> **What the exercise asks**: In the entries below, spot each line with the word "info" and copy it.

> **Stored data entries**:
= Beginning of Section =
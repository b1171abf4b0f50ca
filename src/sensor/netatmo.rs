//! Netatmo weather-station API.
//!
//! `StationApi` is the seam between the token lifecycle and HTTP. `NetatmoApi`
//! implements it with blocking `ureq` calls against the public endpoints:
//! - `GET  /oauth2/authorize` (URL only; the user opens it in a browser)
//! - `POST /oauth2/token` (authorization_code and refresh_token grants)
//! - `GET  /api/getstationsdata` (bearer token)

use serde::Deserialize;
use thiserror::Error;
use url::Url;

use super::token::{ClientCredentials, TokenPair};
use super::Observation;

pub const DEFAULT_API_BASE: &str = "https://api.netatmo.com";
const SCOPE: &str = "read_station";

/// Failure talking to the station API.
#[derive(Debug, Error)]
pub enum ApiError {
    /// 401 on a data request: the access token is no longer accepted.
    #[error("access token rejected by the station API")]
    Unauthorized,

    /// The token endpoint refused the grant (revoked or expired refresh token,
    /// reused authorization code).
    #[error("grant rejected: {0}")]
    InvalidGrant(String),

    #[error("unexpected HTTP {status}: {body}")]
    Status { status: u16, body: String },

    #[error("transport error: {0}")]
    Transport(String),

    #[error("malformed response: {0}")]
    Malformed(String),
}

/// HTTP operations the observation reader needs.
pub trait StationApi: Send + Sync {
    /// URL the user visits to grant access. `state` is echoed back by the redirect.
    fn authorize_url(&self, client: &ClientCredentials, state: &str) -> Result<String, ApiError>;

    fn exchange_code(&self, client: &ClientCredentials, code: &str) -> Result<TokenPair, ApiError>;

    fn refresh(&self, client: &ClientCredentials, refresh_token: &str)
        -> Result<TokenPair, ApiError>;

    fn stations_data(&self, access_token: &str) -> Result<StationsBody, ApiError>;
}

#[derive(Debug, Deserialize)]
struct TokenResponse {
    access_token: String,
    refresh_token: Option<String>,
    #[serde(default)]
    expires_in: Option<u64>,
}

#[derive(Debug, Deserialize)]
struct OAuthErrorBody {
    #[serde(default)]
    error: String,
}

#[derive(Debug, Deserialize)]
struct StationsResponse {
    body: StationsBody,
}

/// Body of a `getstationsdata` response.
#[derive(Clone, Debug, Default, Deserialize)]
pub struct StationsBody {
    #[serde(default)]
    pub devices: Vec<StationDevice>,
}

#[derive(Clone, Debug, Default, Deserialize)]
pub struct StationDevice {
    #[serde(rename = "_id", default)]
    pub id: String,
    #[serde(default)]
    pub station_name: Option<String>,
    #[serde(default)]
    pub dashboard_data: Option<DashboardData>,
    #[serde(default)]
    pub modules: Vec<StationModule>,
}

#[derive(Clone, Debug, Default, Deserialize)]
pub struct StationModule {
    #[serde(rename = "_id", default)]
    pub id: String,
    #[serde(default)]
    pub module_name: Option<String>,
    #[serde(default)]
    pub dashboard_data: Option<DashboardData>,
}

#[derive(Clone, Debug, Default, Deserialize)]
pub struct DashboardData {
    #[serde(rename = "Temperature")]
    pub temperature: Option<f64>,
    #[serde(rename = "Humidity")]
    pub humidity: Option<f64>,
    #[serde(rename = "Pressure")]
    pub pressure: Option<f64>,
}

impl StationsBody {
    /// Pick the reading for `sensor_id`.
    ///
    /// The id may name a station (main module) or one of its modules. Module
    /// readings supply temperature and humidity; pressure always comes from the
    /// station, since only the main module has a barometer. Without an id the
    /// first station is used.
    pub fn observation(&self, sensor_id: Option<&str>) -> Result<Observation, String> {
        let (device, module) = match sensor_id.filter(|id| !id.trim().is_empty()) {
            None => (self.devices.first().ok_or("no devices in response")?, None),
            Some(id) => self
                .devices
                .iter()
                .find_map(|device| {
                    if device.id == id {
                        Some((device, None))
                    } else {
                        device
                            .modules
                            .iter()
                            .find(|module| module.id == id)
                            .map(|module| (device, Some(module)))
                    }
                })
                .ok_or_else(|| format!("sensor {} not found in response", id))?,
        };

        let station = device
            .dashboard_data
            .as_ref()
            .ok_or_else(|| format!("station {} has no dashboard data", device.id))?;
        let climate = match module {
            Some(module) => module
                .dashboard_data
                .as_ref()
                .ok_or_else(|| format!("module {} has no dashboard data", module.id))?,
            None => station,
        };

        Ok(Observation {
            temperature: climate.temperature.ok_or("reading has no Temperature")?,
            humidity: climate.humidity.ok_or("reading has no Humidity")?,
            pressure: station.pressure.ok_or("station has no Pressure")?,
        })
    }
}

/// Blocking HTTP client for the Netatmo API.
#[derive(Clone, Debug)]
pub struct NetatmoApi {
    base_url: String,
    agent: ureq::Agent,
}

impl NetatmoApi {
    pub fn new(base_url: impl Into<String>) -> Self {
        let agent = ureq::AgentBuilder::new()
            .timeout(std::time::Duration::from_secs(15))
            .build();
        Self {
            base_url: base_url.into().trim_end_matches('/').to_string(),
            agent,
        }
    }

    fn endpoint(&self, path: &str) -> String {
        format!("{}{}", self.base_url, path)
    }

    fn token_request(&self, form: &[(&str, &str)]) -> Result<TokenPair, ApiError> {
        match self.agent.post(&self.endpoint("/oauth2/token")).send_form(form) {
            Ok(response) => {
                let body: TokenResponse = response
                    .into_json()
                    .map_err(|e| ApiError::Malformed(e.to_string()))?;
                if let Some(expires_in) = body.expires_in {
                    log::debug!("token endpoint issued access token valid for {}s", expires_in);
                }
                Ok(TokenPair::new(body.access_token, body.refresh_token))
            }
            Err(ureq::Error::Status(status, response)) => {
                let body = response.into_string().unwrap_or_default();
                Err(classify_token_error(status, body))
            }
            Err(e) => Err(ApiError::Transport(e.to_string())),
        }
    }
}

impl Default for NetatmoApi {
    fn default() -> Self {
        Self::new(DEFAULT_API_BASE)
    }
}

impl StationApi for NetatmoApi {
    fn authorize_url(&self, client: &ClientCredentials, state: &str) -> Result<String, ApiError> {
        let url = Url::parse_with_params(
            &self.endpoint("/oauth2/authorize"),
            &[
                ("client_id", client.client_id.as_str()),
                ("redirect_uri", client.redirect_uri.as_str()),
                ("scope", SCOPE),
                ("state", state),
                ("response_type", "code"),
            ],
        )
        .map_err(|e| ApiError::Malformed(format!("authorize url: {}", e)))?;
        Ok(url.into())
    }

    fn exchange_code(&self, client: &ClientCredentials, code: &str) -> Result<TokenPair, ApiError> {
        self.token_request(&[
            ("grant_type", "authorization_code"),
            ("client_id", client.client_id.as_str()),
            ("client_secret", client.client_secret.as_str()),
            ("code", code),
            ("redirect_uri", client.redirect_uri.as_str()),
            ("scope", SCOPE),
        ])
    }

    fn refresh(
        &self,
        client: &ClientCredentials,
        refresh_token: &str,
    ) -> Result<TokenPair, ApiError> {
        self.token_request(&[
            ("grant_type", "refresh_token"),
            ("client_id", client.client_id.as_str()),
            ("client_secret", client.client_secret.as_str()),
            ("refresh_token", refresh_token),
        ])
    }

    fn stations_data(&self, access_token: &str) -> Result<StationsBody, ApiError> {
        let result = self
            .agent
            .get(&self.endpoint("/api/getstationsdata"))
            .set("Authorization", &format!("Bearer {}", access_token))
            .call();
        match result {
            Ok(response) => response
                .into_json::<StationsResponse>()
                .map(|r| r.body)
                .map_err(|e| ApiError::Malformed(e.to_string())),
            Err(ureq::Error::Status(401, _)) => Err(ApiError::Unauthorized),
            Err(ureq::Error::Status(status, response)) => Err(ApiError::Status {
                status,
                body: response.into_string().unwrap_or_default(),
            }),
            Err(e) => Err(ApiError::Transport(e.to_string())),
        }
    }
}

/// Map a token-endpoint failure to `ApiError`, recognising `invalid_grant`.
pub fn classify_token_error(status: u16, body: String) -> ApiError {
    let code = serde_json::from_str::<OAuthErrorBody>(&body)
        .map(|b| b.error)
        .unwrap_or_default();
    if code.contains("invalid_grant") {
        ApiError::InvalidGrant(body)
    } else {
        ApiError::Status { status, body }
    }
}
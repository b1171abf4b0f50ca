use rand::distributions::Alphanumeric;
use rand::Rng;
use std::sync::{Arc, Mutex, MutexGuard};

use super::netatmo::{ApiError, StationApi};
use super::store::{AuthorizationPrompt, TokenStore};
use super::token::{ClientCredentials, Credentials, TokenPair, TokenState};
use super::{Observation, ObservationSource, SensorError};
use crate::unix_now;

/// Netatmo-backed observation reader.
///
/// Token renewal happens under the state lock, so concurrent callers that all
/// find the token stale wait for one refresh instead of issuing their own.
pub struct ObservationReader {
    client: ClientCredentials,
    sensor_id: Option<String>,
    state: Mutex<TokenState>,
    api: Arc<dyn StationApi>,
    store: Arc<dyn TokenStore>,
    prompt: Arc<dyn AuthorizationPrompt>,
}

impl ObservationReader {
    pub fn new(
        credentials: Credentials,
        sensor_id: Option<String>,
        api: Arc<dyn StationApi>,
        store: Arc<dyn TokenStore>,
        prompt: Arc<dyn AuthorizationPrompt>,
    ) -> Self {
        let (client, state) = credentials.into_parts();
        log::info!(
            "observation reader: client={} sensor={} token_state={}",
            client.client_id,
            sensor_id.as_deref().unwrap_or("<first station>"),
            state.name()
        );
        Self {
            client,
            sensor_id: sensor_id.filter(|id| !id.trim().is_empty()),
            state: Mutex::new(state),
            api,
            store,
            prompt,
        }
    }

    /// Current token state, for diagnostics.
    pub fn token_state(&self) -> TokenState {
        self.lock_state().clone()
    }

    fn lock_state(&self) -> MutexGuard<'_, TokenState> {
        self.state.lock().unwrap_or_else(|e| e.into_inner())
    }

    fn usable_token(&self) -> Result<String, SensorError> {
        let mut state = self.lock_state();
        *state = std::mem::take(&mut *state).observe_expiry(unix_now());
        if let Some(token) = state.access_token() {
            return Ok(token.to_string());
        }
        log::info!("access token unusable ({}); renewing", state.name());
        self.renew(&mut state)
    }

    fn recover_from_rejection(&self, rejected: &str) -> Result<String, SensorError> {
        let mut state = self.lock_state();
        *state = std::mem::take(&mut *state).reject(rejected);
        // Another reader may have renewed while this one waited on the lock.
        if let Some(token) = state.access_token() {
            return Ok(token.to_string());
        }
        log::warn!("access token rejected by station API; renewing");
        self.renew(&mut state)
    }

    fn renew(&self, state: &mut TokenState) -> Result<String, SensorError> {
        let previous_refresh = state.refresh_token().map(str::to_string);
        let pair = match previous_refresh.as_deref() {
            Some(refresh_token) => match self.api.refresh(&self.client, refresh_token) {
                Ok(pair) => pair.or_refresh(previous_refresh.clone()),
                Err(ApiError::InvalidGrant(detail)) => {
                    log::warn!("refresh token no longer valid ({}); reauthorizing", detail);
                    self.reauthorize()?
                }
                Err(e) => return Err(SensorError::Refresh(e)),
            },
            None => {
                log::warn!("no refresh token available; reauthorizing");
                self.reauthorize()?
            }
        };

        let access = pair.access_token.clone();
        *state = TokenState::Authorized(pair.clone());
        self.store
            .persist(&pair)
            .map_err(|e| SensorError::Persist(format!("{:#}", e)))?;
        Ok(access)
    }

    fn reauthorize(&self) -> Result<TokenPair, SensorError> {
        let nonce: String = rand::thread_rng()
            .sample_iter(&Alphanumeric)
            .take(16)
            .map(char::from)
            .collect();
        let url = self
            .api
            .authorize_url(&self.client, &nonce)
            .map_err(|e| SensorError::Authorization(e.to_string()))?;
        let code = self
            .prompt
            .authorization_code(&url)
            .map_err(|e| SensorError::Authorization(format!("{:#}", e)))?;
        let pair = self
            .api
            .exchange_code(&self.client, &code)
            .map_err(|e| SensorError::Authorization(format!("code exchange failed: {}", e)))?;
        log::info!("reauthorization complete");
        Ok(pair)
    }

    fn fetch(&self, access_token: &str) -> Result<Observation, ApiError> {
        let body = self.api.stations_data(access_token)?;
        body.observation(self.sensor_id.as_deref())
            .map_err(ApiError::Malformed)
    }
}

impl ObservationSource for ObservationReader {
    fn read(&self) -> Result<Observation, SensorError> {
        let token = self.usable_token()?;
        let result = match self.fetch(&token) {
            Err(ApiError::Unauthorized) => {
                let renewed = self.recover_from_rejection(&token)?;
                match self.fetch(&renewed) {
                    Err(ApiError::Unauthorized) => return Err(SensorError::Rejected),
                    other => other,
                }
            }
            other => other,
        };
        result.map_err(|e| match e {
            ApiError::Malformed(detail) => SensorError::NoReading(detail),
            other => SensorError::Fetch(other),
        })
    }
}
= End of Section =
> **The completed task**:
        log::info!(
        log::info!("access token unusable ({}); renewing", state.name());
        log::info!("reauthorization complete");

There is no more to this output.